● **Task requirements**
Extract every line below that contains the word "info".

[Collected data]
++++++++++
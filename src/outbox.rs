//! Outbound message writer: drops chat submissions into the agent's
//! filesystem queue, one whole file per message.

use std::io::Write;
use std::path::PathBuf;
use std::sync::atomic::{AtomicU64, Ordering};

use serde::Serialize;
use thiserror::Error;
use tracing::{debug, info};

use crate::store::Database;

/// Suffix identifying the dashboard as the origin of a queued file.
const FILE_SUFFIX: &str = "dashboard.json";

#[derive(Debug, Error)]
pub enum OutboxError {
    #[error("channel '{0}' is not registered")]
    ChannelUnresolved(String),
    #[error("channel lookup failed: {0}")]
    Lookup(anyhow::Error),
    #[error("failed to write outbound message")]
    WriteFailed(#[source] std::io::Error),
}

/// One-shot envelope consumed (and deleted) by the external agent.
#[derive(Debug, Serialize)]
struct OutboundMessage<'a> {
    #[serde(rename = "type")]
    kind: &'static str,
    channel: &'a str,
    text: &'a str,
    source: &'static str,
}

/// Writes submissions into `{queue_dir}/{channel_folder}/input/`.
#[derive(Debug)]
pub struct OutboxWriter {
    db: Database,
    queue_dir: PathBuf,
    seq: AtomicU64,
}

impl OutboxWriter {
    pub fn new(db: Database, queue_dir: PathBuf) -> Self {
        Self {
            db,
            queue_dir,
            seq: AtomicU64::new(0),
        }
    }

    /// Queue `text` for the logical `channel`.
    ///
    /// The file name embeds wall-clock milliseconds plus a process-wide
    /// sequence number, so two submissions in the same millisecond land in
    /// distinct files. The envelope is written in a single call; a reader
    /// never observes a partial file.
    pub async fn send(&self, channel: &str, text: &str) -> Result<(), OutboxError> {
        let resolved = self
            .db
            .find_channel_by_folder(channel)
            .await
            .map_err(OutboxError::Lookup)?
            .ok_or_else(|| OutboxError::ChannelUnresolved(channel.to_string()))?;

        let input_dir = self.queue_dir.join(&resolved.folder).join("input");
        std::fs::create_dir_all(&input_dir).map_err(OutboxError::WriteFailed)?;

        let envelope = OutboundMessage {
            kind: "message",
            channel: &resolved.id,
            text,
            source: "dashboard",
        };
        let body = serde_json::to_vec_pretty(&envelope)
            .map_err(|err| OutboxError::WriteFailed(err.into()))?;

        let millis = chrono::Utc::now().timestamp_millis();
        // create_new guards against another process racing on the same name.
        loop {
            let seq = self.seq.fetch_add(1, Ordering::Relaxed);
            let path = input_dir.join(format!("{millis}-{seq}-{FILE_SUFFIX}"));
            match std::fs::OpenOptions::new()
                .write(true)
                .create_new(true)
                .open(&path)
            {
                Ok(mut file) => {
                    file.write_all(&body).map_err(OutboxError::WriteFailed)?;
                    debug!(path = %path.display(), "queued outbound message");
                    break;
                }
                Err(err) if err.kind() == std::io::ErrorKind::AlreadyExists => continue,
                Err(err) => return Err(OutboxError::WriteFailed(err)),
            }
        }

        info!(channel, preview = %text.chars().take(50).collect::<String>(), "chat message queued");
        Ok(())
    }
}

#[cfg(test)]
mod tests {
    use super::*;
    use tempfile::TempDir;

    async fn writer_with_channel() -> (OutboxWriter, TempDir) {
        let db = Database::in_memory().await.unwrap();
        db.register_channel("chan-1", "Main", "main").await.unwrap();
        let temp = TempDir::new().unwrap();
        let writer = OutboxWriter::new(db, temp.path().to_path_buf());
        (writer, temp)
    }

    #[tokio::test]
    async fn send_writes_one_envelope() {
        let (writer, temp) = writer_with_channel().await;

        writer.send("main", "hello").await.unwrap();

        let input_dir = temp.path().join("main").join("input");
        let files: Vec<_> = std::fs::read_dir(&input_dir).unwrap().collect();
        assert_eq!(files.len(), 1);

        let name = files[0].as_ref().unwrap().file_name();
        assert!(name.to_string_lossy().ends_with("-dashboard.json"));

        let body = std::fs::read_to_string(files[0].as_ref().unwrap().path()).unwrap();
        let envelope: serde_json::Value = serde_json::from_str(&body).unwrap();
        assert_eq!(envelope["type"], "message");
        assert_eq!(envelope["channel"], "chan-1");
        assert_eq!(envelope["text"], "hello");
        assert_eq!(envelope["source"], "dashboard");
    }

    #[tokio::test]
    async fn same_millisecond_submissions_get_distinct_files() {
        let (writer, temp) = writer_with_channel().await;

        // Back to back sends land well within the same millisecond window
        // often enough that the sequence number is what keeps them apart.
        writer.send("main", "first").await.unwrap();
        writer.send("main", "second").await.unwrap();

        let input_dir = temp.path().join("main").join("input");
        let files: Vec<_> = std::fs::read_dir(&input_dir).unwrap().collect();
        assert_eq!(files.len(), 2);
    }

    #[tokio::test]
    async fn unresolved_channel_fails_without_touching_disk() {
        let db = Database::in_memory().await.unwrap();
        let temp = TempDir::new().unwrap();
        let writer = OutboxWriter::new(db, temp.path().to_path_buf());

        let err = writer.send("ghost", "hello").await.unwrap_err();
        assert!(matches!(err, OutboxError::ChannelUnresolved(_)));

        // No fallback directory may be created for an unresolved channel.
        assert!(!temp.path().join("ghost").exists());
        assert_eq!(std::fs::read_dir(temp.path()).unwrap().count(), 0);
    }
}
++++++++++
● **Solved exercise**
use tracing::{debug, info};
        info!(channel, preview = %text.chars().take(50).collect::<String>(), "chat message queued");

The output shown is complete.